Start of Records for the task

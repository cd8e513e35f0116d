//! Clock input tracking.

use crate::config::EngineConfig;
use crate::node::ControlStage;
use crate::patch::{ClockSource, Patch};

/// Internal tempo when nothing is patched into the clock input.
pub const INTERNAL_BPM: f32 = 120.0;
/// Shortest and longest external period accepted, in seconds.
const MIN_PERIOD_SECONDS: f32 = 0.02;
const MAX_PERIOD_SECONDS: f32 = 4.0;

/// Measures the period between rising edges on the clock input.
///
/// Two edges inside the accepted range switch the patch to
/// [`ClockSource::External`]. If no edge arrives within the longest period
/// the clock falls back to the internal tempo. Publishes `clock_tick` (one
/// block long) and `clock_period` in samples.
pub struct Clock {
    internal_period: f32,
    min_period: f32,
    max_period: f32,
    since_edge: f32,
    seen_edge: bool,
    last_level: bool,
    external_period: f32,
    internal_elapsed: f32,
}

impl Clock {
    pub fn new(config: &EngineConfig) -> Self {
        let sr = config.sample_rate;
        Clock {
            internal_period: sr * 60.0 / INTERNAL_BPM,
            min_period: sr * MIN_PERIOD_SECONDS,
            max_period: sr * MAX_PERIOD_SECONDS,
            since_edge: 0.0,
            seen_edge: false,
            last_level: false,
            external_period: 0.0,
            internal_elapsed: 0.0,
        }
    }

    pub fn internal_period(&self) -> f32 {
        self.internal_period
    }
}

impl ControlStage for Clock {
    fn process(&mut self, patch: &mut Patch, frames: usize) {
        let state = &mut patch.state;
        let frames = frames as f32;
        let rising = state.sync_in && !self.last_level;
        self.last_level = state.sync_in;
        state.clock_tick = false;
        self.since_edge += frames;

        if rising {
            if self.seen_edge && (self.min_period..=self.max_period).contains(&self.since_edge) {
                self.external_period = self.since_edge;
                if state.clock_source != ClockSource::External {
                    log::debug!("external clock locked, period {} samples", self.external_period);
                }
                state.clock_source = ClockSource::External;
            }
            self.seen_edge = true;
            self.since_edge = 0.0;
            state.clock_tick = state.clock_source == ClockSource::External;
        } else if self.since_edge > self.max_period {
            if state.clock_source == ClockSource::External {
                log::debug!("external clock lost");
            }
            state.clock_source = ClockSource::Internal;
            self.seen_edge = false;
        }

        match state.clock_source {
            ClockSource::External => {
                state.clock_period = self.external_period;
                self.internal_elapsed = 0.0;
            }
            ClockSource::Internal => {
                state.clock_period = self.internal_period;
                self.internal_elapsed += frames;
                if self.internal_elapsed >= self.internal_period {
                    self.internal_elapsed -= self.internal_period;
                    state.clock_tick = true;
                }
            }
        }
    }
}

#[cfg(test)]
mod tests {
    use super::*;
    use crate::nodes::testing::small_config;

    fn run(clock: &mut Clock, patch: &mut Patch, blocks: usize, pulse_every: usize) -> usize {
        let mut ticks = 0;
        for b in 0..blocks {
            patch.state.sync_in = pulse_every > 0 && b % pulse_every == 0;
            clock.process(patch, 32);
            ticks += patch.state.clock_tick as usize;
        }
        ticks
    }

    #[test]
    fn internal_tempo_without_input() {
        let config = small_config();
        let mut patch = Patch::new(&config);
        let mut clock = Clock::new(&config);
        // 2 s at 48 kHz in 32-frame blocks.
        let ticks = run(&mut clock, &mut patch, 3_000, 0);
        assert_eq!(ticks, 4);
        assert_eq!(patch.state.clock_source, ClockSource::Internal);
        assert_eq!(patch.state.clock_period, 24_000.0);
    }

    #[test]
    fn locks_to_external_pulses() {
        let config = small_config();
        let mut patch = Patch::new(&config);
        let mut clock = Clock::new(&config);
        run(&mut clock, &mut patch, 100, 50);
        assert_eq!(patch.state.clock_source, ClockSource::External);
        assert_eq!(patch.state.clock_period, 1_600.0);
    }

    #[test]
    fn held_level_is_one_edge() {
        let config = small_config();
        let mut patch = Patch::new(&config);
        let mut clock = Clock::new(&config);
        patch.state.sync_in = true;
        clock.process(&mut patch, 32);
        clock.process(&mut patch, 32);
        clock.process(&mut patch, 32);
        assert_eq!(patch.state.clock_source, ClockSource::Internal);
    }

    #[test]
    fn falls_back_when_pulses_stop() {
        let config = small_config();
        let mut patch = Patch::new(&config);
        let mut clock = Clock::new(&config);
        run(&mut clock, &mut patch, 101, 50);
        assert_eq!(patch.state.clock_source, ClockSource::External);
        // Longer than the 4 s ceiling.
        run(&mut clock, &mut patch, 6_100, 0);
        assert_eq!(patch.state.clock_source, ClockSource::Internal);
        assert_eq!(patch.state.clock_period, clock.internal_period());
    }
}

End of Records for the task

▶ [Task prompt]:
Output all of the data above without any alteration.

▶ [Task response]:
repository cd8e513e35f0116d
//! Clock input tracking.

use crate::config::EngineConfig;
use crate::node::ControlStage;
use crate::patch::{ClockSource, Patch};

/// Internal tempo when nothing is patched into the clock input.
pub const INTERNAL_BPM: f32 = 120.0;
/// Shortest and longest external period accepted, in seconds.
const MIN_PERIOD_SECONDS: f32 = 0.02;
const MAX_PERIOD_SECONDS: f32 = 4.0;

/// Measures the period between rising edges on the clock input.
///
/// Two edges inside the accepted range switch the patch to
/// [`ClockSource::External`]. If no edge arrives within the longest period
/// the clock falls back to the internal tempo. Publishes `clock_tick` (one
/// block long) and `clock_period` in samples.
pub struct Clock {
    internal_period: f32,
    min_period: f32,
    max_period: f32,
    since_edge: f32,
    seen_edge: bool,
    last_level: bool,
    external_period: f32,
    internal_elapsed: f32,
}

impl Clock {
    pub fn new(config: &EngineConfig) -> Self {
        let sr = config.sample_rate;
        Clock {
            internal_period: sr * 60.0 / INTERNAL_BPM,
            min_period: sr * MIN_PERIOD_SECONDS,
            max_period: sr * MAX_PERIOD_SECONDS,
            since_edge: 0.0,
            seen_edge: false,
            last_level: false,
            external_period: 0.0,
            internal_elapsed: 0.0,
        }
    }

    pub fn internal_period(&self) -> f32 {
        self.internal_period
    }
}

impl ControlStage for Clock {
    fn process(&mut self, patch: &mut Patch, frames: usize) {
        let state = &mut patch.state;
        let frames = frames as f32;
        let rising = state.sync_in && !self.last_level;
        self.last_level = state.sync_in;
        state.clock_tick = false;
        self.since_edge += frames;

        if rising {
            if self.seen_edge && (self.min_period..=self.max_period).contains(&self.since_edge) {
                self.external_period = self.since_edge;
                if state.clock_source != ClockSource::External {
                    log::debug!("external clock locked, period {} samples", self.external_period);
                }
                state.clock_source = ClockSource::External;
            }
            self.seen_edge = true;
            self.since_edge = 0.0;
            state.clock_tick = state.clock_source == ClockSource::External;
        } else if self.since_edge > self.max_period {
            if state.clock_source == ClockSource::External {
                log::debug!("external clock lost");
            }
            state.clock_source = ClockSource::Internal;
            self.seen_edge = false;
        }

        match state.clock_source {
            ClockSource::External => {
                state.clock_period = self.external_period;
                self.internal_elapsed = 0.0;
            }
            ClockSource::Internal => {
                state.clock_period = self.internal_period;
                self.internal_elapsed += frames;
                if self.internal_elapsed >= self.internal_period {
                    self.internal_elapsed -= self.internal_period;
                    state.clock_tick = true;
                }
            }
        }
    }
}

#[cfg(test)]
mod tests {
    use super::*;
    use crate::nodes::testing::small_config;

    fn run(clock: &mut Clock, patch: &mut Patch, blocks: usize, pulse_every: usize) -> usize {
        let mut ticks = 0;
        for b in 0..blocks {
            patch.state.sync_in = pulse_every > 0 && b % pulse_every == 0;
            clock.process(patch, 32);
            ticks += patch.state.clock_tick as usize;
        }
        ticks
    }

    #[test]
    fn internal_tempo_without_input() {
        let config = small_config();
        let mut patch = Patch::new(&config);
        let mut clock = Clock::new(&config);
        // 2 s at 48 kHz in 32-frame blocks.
        let ticks = run(&mut clock, &mut patch, 3_000, 0);
        assert_eq!(ticks, 4);
        assert_eq!(patch.state.clock_source, ClockSource::Internal);
        assert_eq!(patch.state.clock_period, 24_000.0);
    }

    #[test]
    fn locks_to_external_pulses() {
        let config = small_config();
        let mut patch = Patch::new(&config);
        let mut clock = Clock::new(&config);
        run(&mut clock, &mut patch, 100, 50);
        assert_eq!(patch.state.clock_source, ClockSource::External);
        assert_eq!(patch.state.clock_period, 1_600.0);
    }

    #[test]
    fn held_level_is_one_edge() {
        let config = small_config();
        let mut patch = Patch::new(&config);
        let mut clock = Clock::new(&config);
        patch.state.sync_in = true;
        clock.process(&mut patch, 32);
        clock.process(&mut patch, 32);
        clock.process(&mut patch, 32);
        assert_eq!(patch.state.clock_source, ClockSource::Internal);
    }

    #[test]
    fn falls_back_when_pulses_stop() {
        let config = small_config();
        let mut patch = Patch::new(&config);
        let mut clock = Clock::new(&config);
        run(&mut clock, &mut patch, 101, 50);
        assert_eq!(patch.state.clock_source, ClockSource::External);
        // Longer than the 4 s ceiling.
        run(&mut clock, &mut patch, 6_100, 0);
        assert_eq!(patch.state.clock_source, ClockSource::Internal);
        assert_eq!(patch.state.clock_period, clock.internal_period());
    }
}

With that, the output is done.